Die estnische Gesellschaft forderte Franziskus auf, die Erinnerung an den Kampf um Freiheit und Unabhängigkeit lebendig zu halten. Der erreichte Fortschritt verdanke sich der Mühe, der Arbeit, dem Geist und dem Glauben der früheren Generation, betonte er bei einem Empfang durch Staatspräsidentin Kersti Kaljulaid. Dabei verwies er auf das gute internationale Abschneiden Estlands bei Entwicklung, Pressefreiheit, Demokratie und politischer Freiheit.
Auch Kaljulaid sagte, in einer Zeit raschen Wandels und wirtschaftlicher Entwicklung dürften die Schwächsten in der Gesellschaft nicht vernachlässigt werden. Wirtschaftlicher Erfolg verpflichte zur Sorge für andere.

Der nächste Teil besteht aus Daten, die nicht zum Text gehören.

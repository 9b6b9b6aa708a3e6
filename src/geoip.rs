//! Client location lookup
//!
//! The redirect engine only needs `IP -> coordinate`. Any lookup failure is
//! treated the same way by the caller: the configured fallback coordinate is
//! used instead.

use crate::error::{RedirectorError, Result};
use crate::geo::Coordinate;
use maxminddb::{geoip2, Reader};
use std::collections::HashMap;
use std::fs;
use std::net::IpAddr;
use std::path::Path;
use tracing::info;

/// IP to coordinate resolver
pub trait GeoLocator: Send + Sync {
    /// Resolve an address to a coordinate
    ///
    /// Returns `LocationUnavailable` when the address is unknown.
    fn locate(&self, ip: IpAddr) -> Result<Coordinate>;
}

/// Locator backed by a MaxMind City database
pub struct MaxMindLocator {
    reader: Reader<Vec<u8>>,
}

impl MaxMindLocator {
    /// Open a `.mmdb` City database
    pub fn open<P: AsRef<Path>>(path: P) -> Result<Self> {
        let path = path.as_ref();
        let bytes = fs::read(path).map_err(|e| {
            RedirectorError::ConfigError(format!(
                "Failed to read GeoIP database {}: {}",
                path.display(),
                e
            ))
        })?;

        let reader = Reader::from_source(bytes).map_err(|e| {
            RedirectorError::ConfigError(format!(
                "Failed to parse GeoIP database {}: {}",
                path.display(),
                e
            ))
        })?;

        info!(
            "Loaded GeoIP database {} ({}, build_{})",
            path.display(),
            reader.metadata.database_type,
            reader.metadata.build_epoch
        );
        Ok(Self { reader })
    }
}

impl GeoLocator for MaxMindLocator {
    fn locate(&self, ip: IpAddr) -> Result<Coordinate> {
        let lookup = self
            .reader
            .lookup(ip)
            .map_err(|e| RedirectorError::LocationUnavailable(format!("{}: {}", ip, e)))?;

        if !lookup.has_data() {
            return Err(RedirectorError::LocationUnavailable(format!(
                "{}: not in database",
                ip
            )));
        }

        let city: geoip2::City = lookup
            .decode()
            .map_err(|e| RedirectorError::LocationUnavailable(format!("{}: {}", ip, e)))?
            .ok_or_else(|| {
                RedirectorError::LocationUnavailable(format!("{}: no city record", ip))
            })?;

        match (city.location.latitude, city.location.longitude) {
            (Some(latitude), Some(longitude)) => Ok(Coordinate::new(latitude, longitude)),
            _ => Err(RedirectorError::LocationUnavailable(format!(
                "{}: incomplete location record",
                ip
            ))),
        }
    }
}

/// Fixed address table
///
/// Useful when no database is deployed, and for tests.
#[derive(Debug, Clone, Default)]
pub struct StaticLocator {
    locations: HashMap<IpAddr, Coordinate>,
}

impl StaticLocator {
    pub fn new() -> Self {
        Self::default()
    }

    pub fn with_location(mut self, ip: IpAddr, coordinate: Coordinate) -> Self {
        self.locations.insert(ip, coordinate);
        self
    }
}

impl GeoLocator for StaticLocator {
    fn locate(&self, ip: IpAddr) -> Result<Coordinate> {
        self.locations
            .get(&ip)
            .copied()
            .ok_or_else(|| RedirectorError::LocationUnavailable(ip.to_string()))
    }
}

/// Check for loopback, private, link-local, unique-local and unspecified addresses
///
/// These never appear in a GeoIP database, so callers substitute a public
/// address for them.
pub fn is_internal(ip: IpAddr) -> bool {
    match ip {
        IpAddr::V4(v4) => {
            v4.is_loopback() || v4.is_private() || v4.is_link_local() || v4.is_unspecified()
        }
        IpAddr::V6(v6) => {
            if let Some(v4) = v6.to_ipv4_mapped() {
                return is_internal(IpAddr::V4(v4));
            }
            let first = v6.segments()[0];
            v6.is_loopback()
                || v6.is_unspecified()
                || (first & 0xfe00) == 0xfc00
                || (first & 0xffc0) == 0xfe80
        }
    }
}
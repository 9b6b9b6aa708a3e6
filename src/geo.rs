//! Geographic coordinates and great-circle distance

use serde::{Deserialize, Serialize};

/// Mean Earth radius used by the spherical approximation
pub const EARTH_RADIUS_KM: f64 = 6371.0;

/// A point on the globe in decimal degrees
#[derive(Debug, Clone, Copy, PartialEq, Default, Serialize, Deserialize)]
pub struct Coordinate {
    pub latitude: f64,
    pub longitude: f64,
}

impl Coordinate {
    pub fn new(latitude: f64, longitude: f64) -> Self {
        Self { latitude, longitude }
    }

    /// Check that latitude is within [-90, 90] and longitude within [-180, 180]
    pub fn is_valid(&self) -> bool {
        (-90.0..=90.0).contains(&self.latitude) && (-180.0..=180.0).contains(&self.longitude)
    }

    /// Great-circle distance to another point in kilometers
    pub fn distance_to(&self, other: &Coordinate) -> f64 {
        distance(*self, *other)
    }
}

/// Calculate distance between two points using the Haversine formula (kilometers)
///
/// Only used to rank mirrors against each other, so the spherical Earth
/// error is irrelevant. The result is symmetric and zero for identical points.
pub fn distance(a: Coordinate, b: Coordinate) -> f64 {
    let lat1_rad = a.latitude.to_radians();
    let lat2_rad = b.latitude.to_radians();
    let delta_lat = (b.latitude - a.latitude).to_radians();
    let delta_lon = (b.longitude - a.longitude).to_radians();

    let h = (delta_lat / 2.0).sin().powi(2)
        + lat1_rad.cos() * lat2_rad.cos() * (delta_lon / 2.0).sin().powi(2);
    // Rounding can push h a hair outside [0, 1] for antipodal points
    let h = h.clamp(0.0, 1.0);
    let c = 2.0 * h.sqrt().atan2((1.0 - h).sqrt());

    EARTH_RADIUS_KM * c
}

"Riesenschritte" seit Befreiung von Sowjets
Estland habe seit der Befreiung von sowjetischer Herrschaft "Riesenschritte" vollzogen, sagte Franziskus. Allerdings sei Wohlstand "nicht immer bedeutungsgleich mit gut leben". Das Vertrauen in technologischen Fortschritt dürfe nicht die Fähigkeit zwischenmenschlicher, generationen- und kulturübergreifender Bindungen verkümmern lassen.
Mit dem Tagesbesuch in Tallinn beendete Franziskus seine am Samstag begonnene Baltikum-Reise. Am Nachmittag feierte er auf dem Freiheitsplatz der estnischen Hauptstadt eine Messe. Dabei appellierte er eindringlich an den Freiheitsgedanken und erinnerte an die "Singende Revolution" gegen die Sowjetherrschaft und an den "Baltischen Weg" von 1989, eine Menschenkette von zwei Millionen Personen von Tallinn bis Vilnius. Eine Absage erteilte er Demonstrationen nationaler Stärke in militärischen Drohungen und Truppenaufgeboten. Das sei nicht der Weg Gottes.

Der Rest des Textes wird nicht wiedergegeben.